Huang rejeita crítica de financiamento circular à Nvidia
Na conferência do Goldman Sachs, o CEO rejeitou a acusação de financiamento circular citando os contratos de clientes (offtake) por trás dos investimentos, reafirmou a projeção de 70% de crescimento e falou em US$3 a 4 trilhões de gasto até 2030.
Pontos principais
- Jensen Huang falou na conferência Goldman Sachs Communacopia + Technology em 10 de setembro, em San Francisco.
- Sobre a acusação de financiamento circular: "Não é circular porque colocamos um pouco de dinheiro e muito dinheiro volta. Colocamos um, e cem voltam".
- Huang detalhou o mecanismo: a Nvidia entra com "uma parte muito pequena" do financiamento e só investe depois de ver o "offtake" do cliente, contratos já fechados que ele estimou em cerca de US$100 bilhões.
- Huang reafirmou projeção de cerca de 70% de crescimento de receita no ano que vem e disse que, sem restrição de oferta, a demanda superaria 100%.
- Ele afirmou que US$400 bilhões em capital de risco foram para empresas nativas de IA nos últimos seis meses, definidas como as que gastam dois terços do captado em poder computacional.

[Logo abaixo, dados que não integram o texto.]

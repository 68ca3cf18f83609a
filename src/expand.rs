//! Topology expansion into the merged configuration.
//!
//! City-level topologies contribute city-scoped agents ahead of the
//! user's own declarations; each rig's topologies contribute rig-scoped
//! agents behind them. Both paths share reference resolution (nicknames
//! from `[topologies.*]` map to the fetch cache, everything else is a
//! path) and feed collision warnings through provenance.

use std::collections::BTreeMap;
use std::path::{Path, PathBuf};
use tracing::debug;

use crate::config::{Agent, CityConfig, Rig, TopologySource, Workspace};
use crate::error::ConfigError;
use crate::fetch::topology_source_dir;
use crate::paths::resolve_config_path;
use crate::provenance::Provenance;
use crate::topology::load_topology;

/// The workspace's topology references in application order:
/// `topology`, then `city_topologies`, then `includes`, deduped.
pub fn effective_city_topologies(workspace: &Workspace) -> Vec<String> {
    let mut refs = Vec::new();
    if !workspace.topology.is_empty() {
        refs.push(workspace.topology.clone());
    }
    refs.extend(workspace.city_topologies.iter().cloned());
    refs.extend(workspace.includes.iter().cloned());
    dedup_preserving_order(refs)
}

/// A rig's topology references in application order:
/// `topology`, then `rig_topologies`, then `includes`, deduped.
pub fn effective_rig_topologies(rig: &Rig) -> Vec<String> {
    let mut refs = Vec::new();
    if !rig.topology.is_empty() {
        refs.push(rig.topology.clone());
    }
    refs.extend(rig.rig_topologies.iter().cloned());
    refs.extend(rig.includes.iter().cloned());
    dedup_preserving_order(refs)
}

fn dedup_preserving_order(refs: Vec<String>) -> Vec<String> {
    let mut seen = Vec::new();
    for r in refs {
        if !seen.contains(&r) {
            seen.push(r);
        }
    }
    seen
}

/// Resolve one topology reference to a directory: a nickname from
/// `[topologies.*]` maps to its source directory (fetch cache for
/// remotes), anything else resolves as a path against the city root.
pub fn resolve_topology_ref(
    topologies: &BTreeMap<String, TopologySource>,
    city_root: &Path,
    reference: &str,
) -> PathBuf {
    match topologies.get(reference) {
        Some(spec) => topology_source_dir(city_root, reference, spec),
        None => resolve_config_path(reference, city_root, city_root),
    }
}

/// Rewrite every nickname topology reference on the workspace and the
/// rigs to the directory it resolves to, in place. Non-nickname
/// references are left untouched.
pub fn resolve_named_topologies(cfg: &mut CityConfig, city_root: &Path) {
    let topologies = cfg.topologies.clone();
    let rewrite = |reference: &mut String| {
        if let Some(spec) = topologies.get(reference.as_str()) {
            *reference = topology_source_dir(city_root, reference, spec)
                .to_string_lossy()
                .into_owned();
        }
    };

    if !cfg.workspace.topology.is_empty() {
        rewrite(&mut cfg.workspace.topology);
    }
    cfg.workspace.city_topologies.iter_mut().for_each(&rewrite);
    cfg.workspace.includes.iter_mut().for_each(&rewrite);
    for rig in &mut cfg.rigs {
        if !rig.topology.is_empty() {
            rewrite(&mut rig.topology);
        }
        rig.rig_topologies.iter_mut().for_each(&rewrite);
        rig.includes.iter_mut().for_each(&rewrite);
    }
}

/// Expand city-level topologies: city-scoped and unscoped agents are
/// prepended to the agent list, providers merge additively (first
/// definition wins), and topology directories accumulate for formula
/// layering, shared-prompt discovery, and watching.
pub fn expand_city_topologies(
    cfg: &mut CityConfig,
    city_root: &Path,
    prov: &mut Provenance,
) -> Result<(), ConfigError> {
    let refs = effective_city_topologies(&cfg.workspace);
    if refs.is_empty() {
        return Ok(());
    }
    debug!(count = refs.len(), "expanding city topologies");

    let mut incoming: Vec<Agent> = Vec::new();
    for reference in refs {
        let dir = resolve_topology_ref(&cfg.topologies, city_root, &reference);
        let mut seen = Vec::new();
        let bundle = load_topology(&dir, city_root, "", &mut seen, prov)?;
        let source = dir.join("topology.toml");

        for agent in bundle.agents {
            if agent.scope == "rig" {
                continue;
            }
            if let Some(existing) = incoming
                .iter()
                .find(|a| a.qualified_name() == agent.qualified_name())
            {
                return Err(ConfigError::TopologyAgentCollision {
                    scope: "city scope".to_string(),
                    name: agent.name,
                    first: existing.source_dir.clone(),
                    second: agent.source_dir.clone(),
                });
            }
            prov.record_agent(agent.qualified_name(), &source);
            incoming.push(agent);
        }

        for (name, spec) in bundle.providers {
            cfg.providers.entry(name).or_insert(spec);
        }
        for d in bundle.dirs {
            register_topology_dir(cfg, &d);
        }
    }

    // Topology agents go first; user-declared agents keep their order
    // behind them.
    incoming.append(&mut cfg.agents);
    cfg.agents = incoming;
    Ok(())
}

/// Expand each rig's topologies: rig-scoped and unscoped agents are
/// appended (stamped with the rig name), rig overrides are applied, and
/// per-rig formula directories are collected for the layerer.
pub fn expand_rig_topologies(
    cfg: &mut CityConfig,
    city_root: &Path,
    prov: &mut Provenance,
) -> Result<BTreeMap<String, Vec<PathBuf>>, ConfigError> {
    let rigs = cfg.rigs.clone();
    let mut rig_formula_dirs: BTreeMap<String, Vec<PathBuf>> = BTreeMap::new();

    for rig in &rigs {
        let refs = effective_rig_topologies(rig);
        if refs.is_empty() {
            continue;
        }
        debug!(rig = %rig.name, count = refs.len(), "expanding rig topologies");

        let mut assembled: Vec<Agent> = Vec::new();
        let mut formula_dirs: Vec<PathBuf> = Vec::new();

        for reference in &refs {
            let dir = resolve_topology_ref(&cfg.topologies, city_root, reference);
            let mut seen = Vec::new();
            let bundle = load_topology(&dir, city_root, &rig.name, &mut seen, prov)?;

            for agent in bundle.agents {
                if agent.scope == "city" {
                    continue;
                }
                if let Some(existing) = assembled
                    .iter()
                    .find(|a| a.qualified_name() == agent.qualified_name())
                {
                    return Err(ConfigError::TopologyAgentCollision {
                        scope: format!("rig '{}'", rig.name),
                        name: agent.name,
                        first: existing.source_dir.clone(),
                        second: agent.source_dir.clone(),
                    });
                }
                assembled.push(agent);
            }

            for d in bundle.dirs {
                let formulas = d.join("formulas");
                if formulas.is_dir() && !formula_dirs.contains(&formulas) {
                    formula_dirs.push(formulas);
                }
                register_shared_dir(cfg, &d);
            }
        }

        for ov in &rig.overrides {
            match assembled.iter_mut().find(|a| a.name == ov.agent) {
                Some(target) => ov.edit.apply_to(target),
                None => {
                    return Err(ConfigError::OverrideUnknown {
                        rig: rig.name.clone(),
                        agent: ov.agent.clone(),
                    });
                }
            }
        }

        for agent in &assembled {
            let source = agent.source_dir.join("topology.toml");
            prov.record_agent(agent.qualified_name(), &source);
        }
        cfg.agents.extend(assembled);

        if !formula_dirs.is_empty() {
            rig_formula_dirs.insert(rig.name.clone(), formula_dirs);
        }
    }
    Ok(rig_formula_dirs)
}

fn register_topology_dir(cfg: &mut CityConfig, dir: &Path) {
    if !cfg.topology_dirs.iter().any(|d| d == dir) {
        cfg.topology_dirs.push(dir.to_path_buf());
    }
    register_shared_dir(cfg, dir);
}

fn register_shared_dir(cfg: &mut CityConfig, dir: &Path) {
    let shared = dir.join("prompts").join("shared");
    if shared.is_dir() && !cfg.topology_shared_dirs.contains(&shared) {
        cfg.topology_shared_dirs.push(shared);
    }
}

- Huang estimou que os gastos com infraestrutura de IA podem chegar a US$3 trilhões ou US$4 trilhões até 2030, citando restrições em empacotamento, DRAM, conectores, reguladores de tensão e wafers.

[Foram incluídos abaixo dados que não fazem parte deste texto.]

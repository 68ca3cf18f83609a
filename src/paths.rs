//! Path reference resolution.
//!
//! Config fragments and topologies may reference files three ways:
//! `//`-prefixed (relative to the city root), absolute, or relative to
//! the declaring file's directory. Every loader funnels references
//! through these two functions so the composed tree only ever contains
//! root-relative or absolute paths.

use std::path::{Component, Path, PathBuf};

/// Resolve a path reference to an absolute path.
///
/// `//`-prefixed paths are joined to `root_dir`, absolute paths pass
/// through unchanged, and everything else is joined to `decl_dir`.
pub fn resolve_config_path(reference: &str, decl_dir: &Path, root_dir: &Path) -> PathBuf {
    if let Some(rest) = reference.strip_prefix("//") {
        return root_dir.join(rest);
    }
    let path = Path::new(reference);
    if path.is_absolute() {
        return path.to_path_buf();
    }
    decl_dir.join(path)
}

/// Rewrite a fragment-local path reference to be root-relative.
///
/// Empty input returns empty, `//`-prefixed input has the marker
/// stripped, absolute input passes through. A fragment-relative path is
/// re-expressed relative to `root_dir`; if the fragment lives outside
/// the root the absolute form is kept.
pub fn adjust_fragment_path(reference: &str, frag_dir: &Path, root_dir: &Path) -> String {
    if reference.is_empty() {
        return String::new();
    }
    if let Some(rest) = reference.strip_prefix("//") {
        return rest.to_string();
    }
    if Path::new(reference).is_absolute() {
        return reference.to_string();
    }
    let joined = normalize(&frag_dir.join(reference));
    let root = normalize(root_dir);
    match joined.strip_prefix(&root) {
        Ok(rel) => rel.to_string_lossy().into_owned(),
        Err(_) => joined.to_string_lossy().into_owned(),
    }
}

/// Lexically fold `.` and `..` components without touching the
/// filesystem, so `agents/../prompts/x.md` and `prompts/x.md` compare
/// equal under `strip_prefix`.
fn normalize(path: &Path) -> PathBuf {
    let mut out = PathBuf::new();
    for comp in path.components() {
        match comp {
            Component::CurDir => {}
            Component::ParentDir => {
                if !out.pop() {
                    out.push("..");
                }
            }
            other => out.push(other.as_os_str()),
        }
    }
    out
}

- Questionado sobre a "plataforma de US$500 bilhões" de apoio a clientes, confirmou que a meta é lastrear a maior parte dela em ativos (asset-backed).

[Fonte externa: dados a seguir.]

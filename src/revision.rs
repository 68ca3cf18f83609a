//! Deterministic revision hashing.
//!
//! The revision digest folds every contributing source file plus every
//! rig topology tree into one SHA-256 stream, with sorted paths and NUL
//! delimiters so identical input trees always produce identical hex
//! digests. Callers use the digest as a content-addressed revision id.

use sha2::{Digest, Sha256};
use std::collections::BTreeSet;
use std::fs;
use std::path::{Path, PathBuf};
use walkdir::WalkDir;

use crate::config::CityConfig;
use crate::error::ConfigError;
use crate::expand::{effective_rig_topologies, resolve_topology_ref};
use crate::provenance::Provenance;

/// Number of hex characters shown when a revision is displayed short.
pub const SHORT_HASH_LEN: usize = 8;

/// The first [`SHORT_HASH_LEN`] characters of a full digest.
pub fn short_hash(full_hash: &str) -> &str {
    &full_hash[..full_hash.len().min(SHORT_HASH_LEN)]
}

/// Recursive content hash of a directory: sorted root-relative file
/// paths, each contributing `path NUL content NUL`. `.git` trees are
/// excluded; a missing directory hashes as empty.
pub fn hash_dir(dir: &Path) -> Result<String, ConfigError> {
    let mut hasher = Sha256::new();
    for (rel, path) in sorted_files(dir)? {
        let contents = fs::read(&path).map_err(|e| ConfigError::io(&path, e))?;
        hasher.update(rel.as_bytes());
        hasher.update([0u8]);
        hasher.update(&contents);
        hasher.update([0u8]);
    }
    Ok(format!("{:x}", hasher.finalize()))
}

fn sorted_files(dir: &Path) -> Result<Vec<(String, PathBuf)>, ConfigError> {
    let mut files = Vec::new();
    if !dir.is_dir() {
        return Ok(files);
    }
    for entry in WalkDir::new(dir)
        .into_iter()
        .filter_entry(|e| e.file_name() != ".git")
    {
        let entry = entry.map_err(|e| {
            let path = e.path().unwrap_or(dir).to_path_buf();
            match e.into_io_error() {
                Some(io) => ConfigError::io(path, io),
                None => ConfigError::io(path, std::io::Error::other("walk failed")),
            }
        })?;
        if !entry.file_type().is_file() {
            continue;
        }
        let rel = entry
            .path()
            .strip_prefix(dir)
            .unwrap_or(entry.path())
            .to_string_lossy()
            .replace('\\', "/");
        files.push((rel, entry.path().to_path_buf()));
    }
    files.sort_by(|a, b| a.0.cmp(&b.0));
    Ok(files)
}

/// Compute the revision digest over every provenance source and every
/// rig topology tree.
pub fn revision(
    prov: &Provenance,
    cfg: &CityConfig,
    city_root: &Path,
) -> Result<String, ConfigError> {
    let mut sources: Vec<PathBuf> = prov.sources.clone();
    sources.sort();

    let mut hasher = Sha256::new();
    for path in &sources {
        let contents = fs::read(path).map_err(|e| ConfigError::io(path, e))?;
        hasher.update(path.to_string_lossy().as_bytes());
        hasher.update([0u8]);
        hasher.update(&contents);
        hasher.update([0u8]);
    }

    for rig in &cfg.rigs {
        for reference in effective_rig_topologies(rig) {
            let dir = resolve_topology_ref(&cfg.topologies, city_root, &reference);
            let content_hash = hash_dir(&dir)?;
            hasher.update(b"topo:");
            hasher.update(rig.name.as_bytes());
            hasher.update([0u8]);
            hasher.update(content_hash.as_bytes());
            hasher.update([0u8]);
        }
    }

    Ok(format!("{:x}", hasher.finalize()))
}

/// The deduplicated, sorted set of directories a watcher should observe:
/// the parent of every source file plus every topology root.
pub fn watch_dirs(prov: &Provenance, cfg: &CityConfig, city_root: &Path) -> Vec<PathBuf> {
    let mut dirs: BTreeSet<PathBuf> = BTreeSet::new();
    for source in &prov.sources {
        if let Some(parent) = source.parent() {
            dirs.insert(parent.to_path_buf());
        }
    }
    for dir in &cfg.topology_dirs {
        dirs.insert(dir.clone());
    }
    for rig in &cfg.rigs {
        for reference in effective_rig_topologies(rig) {
            dirs.insert(resolve_topology_ref(&cfg.topologies, city_root, &reference));
        }
    }
    dirs.into_iter().collect()
}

- Documentos da Nvidia mostram que três clientes diretos responderam por 16%, 15% e 13% da receita no primeiro semestre do ano fiscal de 2027.
Huang também minimizou a atual onda de alertas sobre perigos da IA, tratando-a como criação de demanda para produtos de segurança: "Que jeito melhor de criar demanda do que criar um problema?", perguntou, acrescentando: "Quem não quer que seu mercado fique histérico com o seu produto?". Em seguida chamou a cibersegurança de próximo grande caso de uso da IA.
O enquadramento financeiro que ele propôs é o de transformar poder computacional "de tecnologia em um ativo investível", em trabalho conjunto com o setor financeiro. Questionado sobre a "plataforma de US$500 bilhões" que usa para apoiar clientes na aquisição de infraestrutura, Huang confirmou que a meta é lastrear a maior parte dela em ativos (asset-backed). Daí as duas frases que resumem sua tese: "em IA, poder computacional é receita" e "não existe mais empresa de software de baixo CapEx".